*RECORD EXCERPTS*
┌──

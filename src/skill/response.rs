//! Spoken reply assembly

use thiserror::Error;

/// Errors from building a reply
#[derive(Debug, Error, PartialEq, Eq)]
pub enum ResponseError {
    #[error("Refusing to build a reply with empty speech")]
    EmptySpeech,
}

/// Platform-neutral reply
#[derive(Debug, Clone, PartialEq, Eq)]
pub struct SkillResponse {
    pub output_speech: String,
    pub reprompt: Option<String>,
    pub should_end_session: bool,
}

impl SkillResponse {
    /// Reply from compile-time constant text that is known to be non-empty
    pub fn fixed(speech: &'static str, reprompt: Option<&'static str>, end_session: bool) -> Self {
        debug_assert!(!speech.trim().is_empty());
        Self {
            output_speech: speech.to_string(),
            reprompt: reprompt.map(str::to_string),
            should_end_session: end_session,
        }
    }
}

/// Builder for [`SkillResponse`]
///
/// Sessions stay open unless [`ResponseBuilder::end_session`] is called.
#[derive(Debug, Default)]
pub struct ResponseBuilder {
    speech: Option<String>,
    reprompt: Option<String>,
    end_session: bool,
}

impl ResponseBuilder {
    pub fn new() -> Self {
        Self::default()
    }

    #[must_use]
    pub fn speak(mut self, text: impl Into<String>) -> Self {
        self.speech = Some(text.into());
        self
    }

    #[must_use]
    pub fn reprompt(mut self, text: impl Into<String>) -> Self {
        self.reprompt = Some(text.into());
        self
    }

    #[must_use]
    pub fn end_session(mut self) -> Self {
        self.end_session = true;
        self
    }

    pub fn build(self) -> Result<SkillResponse, ResponseError> {
        let output_speech = self
            .speech
            .filter(|s| !s.trim().is_empty())
            .ok_or(ResponseError::EmptySpeech)?;

        Ok(SkillResponse {
            output_speech,
            reprompt: self.reprompt.filter(|s| !s.trim().is_empty()),
            should_end_session: self.end_session,
        })
    }
}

└──

*TASK TO CARRY OUT*
Everything above from the line containing "pub fn fixed(speech: &'static" down to the line containing "pub fn new()" should be copied exactly, both end lines included, and nothing else.

*EXERCISE RESULT*
    pub fn fixed(speech: &'static str, reprompt: Option<&'static str>, end_session: bool) -> Self {
        debug_assert!(!speech.trim().is_empty());
        Self {
            output_speech: speech.to_string(),
            reprompt: reprompt.map(str::to_string),
            should_end_session: end_session,
        }
    }
}

/// Builder for [`SkillResponse`]
///
/// Sessions stay open unless [`ResponseBuilder::end_session`] is called.
#[derive(Debug, Default)]
pub struct ResponseBuilder {
    speech: Option<String>,
    reprompt: Option<String>,
    end_session: bool,
}

impl ResponseBuilder {
    pub fn new() -> Self {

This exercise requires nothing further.